─── Task data ───

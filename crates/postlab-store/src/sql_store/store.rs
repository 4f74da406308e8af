use crate::error::{StoreError, StoreResult};
use crate::sql_store::migrations::MigrationRunner;
use crate::sql_store::rows::{
    collection_from_row, param_from_row, request_from_row, response_from_row, PARAM_COLUMNS,
    REQUEST_COLUMNS, RESPONSE_COLUMNS,
};
use crate::sql_store::tx::StoreTx;
use postlab_core::{
    Collection, Param, ParamUpdate, RequestRecord, ResponseRecord, ResponseUpdate,
};
use sqlx::sqlite::{SqliteConnectOptions, SqliteJournalMode, SqlitePoolOptions, SqliteSynchronous};
use sqlx::types::Json;
use sqlx::{QueryBuilder, Sqlite, SqlitePool};
use std::path::PathBuf;
use std::str::FromStr;

const DEFAULT_MAX_CONNECTIONS: u32 = 10;

/// SQLite-backed entity store for collections, requests, params and responses
#[derive(Debug, Clone)]
pub struct SqlStore {
    pool: SqlitePool,
}

impl SqlStore {
    /// Create a new SqlStore with database URL and the default pool size
    pub async fn new(database_url: &str) -> StoreResult<Self> {
        Self::new_with_config(database_url, None).await
    }

    /// Create SqlStore with custom pool configuration
    pub async fn new_with_config(
        database_url: &str,
        max_connections: Option<u32>,
    ) -> StoreResult<Self> {
        let max_conn = max_connections.unwrap_or(DEFAULT_MAX_CONNECTIONS);

        // Plain `sqlite://path` URLs are treated as file paths so parent-relative paths work
        let options = if let Some(path_str) = database_url.strip_prefix("sqlite://") {
            let path = PathBuf::from(path_str);
            if let Some(parent) = path.parent().filter(|p| !p.as_os_str().is_empty()) {
                std::fs::create_dir_all(parent)?;
            }
            SqliteConnectOptions::new().filename(path)
        } else {
            SqliteConnectOptions::from_str(database_url)?
        };

        // Per-connection settings: every pooled connection enforces foreign keys
        let options = options
            .create_if_missing(true)
            .foreign_keys(true)
            .journal_mode(SqliteJournalMode::Wal)
            .synchronous(SqliteSynchronous::Normal);

        let pool = SqlitePoolOptions::new()
            .max_connections(max_conn)
            .connect_with(options)
            .await?;

        tracing::debug!(database_url, max_connections = max_conn, "sqlite pool ready");

        let store = Self { pool };
        store.migrate().await?;
        Ok(store)
    }

    /// Create SqlStore from existing pool (for testing)
    pub fn from_pool(pool: SqlitePool) -> Self {
        Self { pool }
    }

    /// Run migrations manually
    pub async fn migrate(&self) -> StoreResult<()> {
        MigrationRunner::new(self.pool.clone()).migrate().await
    }

    pub fn pool(&self) -> &SqlitePool {
        &self.pool
    }

    /// Close every pooled connection; used at shutdown
    pub async fn close(&self) {
        self.pool.close().await;
    }

    /// Open a transactional unit; it rolls back unless committed.
    pub async fn begin(&self) -> StoreResult<StoreTx> {
        Ok(StoreTx::new(self.pool.begin().await?))
    }

    // ---- collections ----

    pub async fn insert_collection(&self, name: &str) -> StoreResult<i64> {
        let result = sqlx::query("INSERT INTO collections (name) VALUES (?)")
            .bind(name)
            .execute(&self.pool)
            .await?;
        Ok(result.last_insert_rowid())
    }

    pub async fn list_collections(&self) -> StoreResult<Vec<Collection>> {
        let rows = sqlx::query("SELECT id, name FROM collections ORDER BY id")
            .fetch_all(&self.pool)
            .await?;
        rows.iter().map(collection_from_row).collect()
    }

    pub async fn get_collection(&self, id: i64) -> StoreResult<Option<Collection>> {
        let row = sqlx::query("SELECT id, name FROM collections WHERE id = ?")
            .bind(id)
            .fetch_optional(&self.pool)
            .await?;
        row.as_ref().map(collection_from_row).transpose()
    }

    /// Returns false when no collection has this id
    pub async fn rename_collection(&self, id: i64, name: &str) -> StoreResult<bool> {
        let result = sqlx::query("UPDATE collections SET name = ? WHERE id = ?")
            .bind(name)
            .bind(id)
            .execute(&self.pool)
            .await?;
        Ok(result.rows_affected() > 0)
    }

    // ---- requests ----

    pub async fn get_request(&self, id: i64) -> StoreResult<Option<RequestRecord>> {
        let sql = format!("SELECT {} FROM requests WHERE id = ?", REQUEST_COLUMNS);
        let row = sqlx::query(&sql).bind(id).fetch_optional(&self.pool).await?;
        row.as_ref().map(request_from_row).transpose()
    }

    pub async fn list_requests_by_collection(
        &self,
        collection_id: i64,
    ) -> StoreResult<Vec<RequestRecord>> {
        let sql = format!(
            "SELECT {} FROM requests WHERE collection_id = ? ORDER BY id",
            REQUEST_COLUMNS
        );
        let rows = sqlx::query(&sql).bind(collection_id).fetch_all(&self.pool).await?;
        rows.iter().map(request_from_row).collect()
    }

    pub async fn request_exists(&self, id: i64) -> StoreResult<bool> {
        let found: Option<i64> = sqlx::query_scalar("SELECT id FROM requests WHERE id = ?")
            .bind(id)
            .fetch_optional(&self.pool)
            .await?;
        Ok(found.is_some())
    }

    // ---- params ----

    pub async fn get_param(&self, id: i64) -> StoreResult<Option<Param>> {
        let sql = format!("SELECT {} FROM params WHERE id = ?", PARAM_COLUMNS);
        let row = sqlx::query(&sql).bind(id).fetch_optional(&self.pool).await?;
        row.as_ref().map(param_from_row).transpose()
    }

    pub async fn list_params(&self, request_id: i64) -> StoreResult<Vec<Param>> {
        let sql = format!("SELECT {} FROM params WHERE request_id = ? ORDER BY id", PARAM_COLUMNS);
        let rows = sqlx::query(&sql).bind(request_id).fetch_all(&self.pool).await?;
        rows.iter().map(param_from_row).collect()
    }

    /// Write only the provided fields. Returns false when no param has this id.
    pub async fn update_param(&self, id: i64, update: &ParamUpdate) -> StoreResult<bool> {
        if update.is_empty() {
            return Err(StoreError::InvalidData("param update has no fields".to_string()));
        }

        let mut qb: QueryBuilder<Sqlite> = QueryBuilder::new("UPDATE params SET ");
        {
            let mut set = qb.separated(", ");
            if let Some(key) = &update.key {
                set.push("key = ").push_bind_unseparated(key.clone());
            }
            if let Some(value) = &update.value {
                set.push("value = ").push_bind_unseparated(value.clone());
            }
        }
        qb.push(" WHERE id = ").push_bind(id);

        let result = qb.build().execute(&self.pool).await?;
        Ok(result.rows_affected() > 0)
    }

    pub async fn delete_param(&self, id: i64) -> StoreResult<bool> {
        let result = sqlx::query("DELETE FROM params WHERE id = ?")
            .bind(id)
            .execute(&self.pool)
            .await?;
        Ok(result.rows_affected() > 0)
    }

    // ---- responses ----

    pub async fn get_response(&self, id: i64) -> StoreResult<Option<ResponseRecord>> {
        let sql = format!("SELECT {} FROM responses WHERE id = ?", RESPONSE_COLUMNS);
        let row = sqlx::query(&sql).bind(id).fetch_optional(&self.pool).await?;
        row.as_ref().map(response_from_row).transpose()
    }

    pub async fn list_responses(&self, request_id: i64) -> StoreResult<Vec<ResponseRecord>> {
        let sql = format!(
            "SELECT {} FROM responses WHERE request_id = ? ORDER BY id",
            RESPONSE_COLUMNS
        );
        let rows = sqlx::query(&sql).bind(request_id).fetch_all(&self.pool).await?;
        rows.iter().map(response_from_row).collect()
    }

    /// Write only the provided fields. Returns false when no response has this id.
    pub async fn update_response(&self, id: i64, update: &ResponseUpdate) -> StoreResult<bool> {
        if update.is_empty() {
            return Err(StoreError::InvalidData("response update has no fields".to_string()));
        }

        let mut qb: QueryBuilder<Sqlite> = QueryBuilder::new("UPDATE responses SET ");
        {
            let mut set = qb.separated(", ");
            if let Some(body) = &update.body {
                set.push("body = ").push_bind_unseparated(Json(body.clone()));
            }
            if let Some(status_code) = update.status_code {
                set.push("status_code = ").push_bind_unseparated(status_code);
            }
        }
        qb.push(" WHERE id = ").push_bind(id);

        let result = qb.build().execute(&self.pool).await?;
        Ok(result.rows_affected() > 0)
    }

    pub async fn delete_response(&self, id: i64) -> StoreResult<bool> {
        let result = sqlx::query("DELETE FROM responses WHERE id = ?")
            .bind(id)
            .execute(&self.pool)
            .await?;
        Ok(result.rows_affected() > 0)
    }
}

───

Directions for this task
Go through the entries and copy every line with "MigrationRunner".

Result of this exercise
use crate::sql_store::migrations::MigrationRunner;
        MigrationRunner::new(self.pool.clone()).migrate().await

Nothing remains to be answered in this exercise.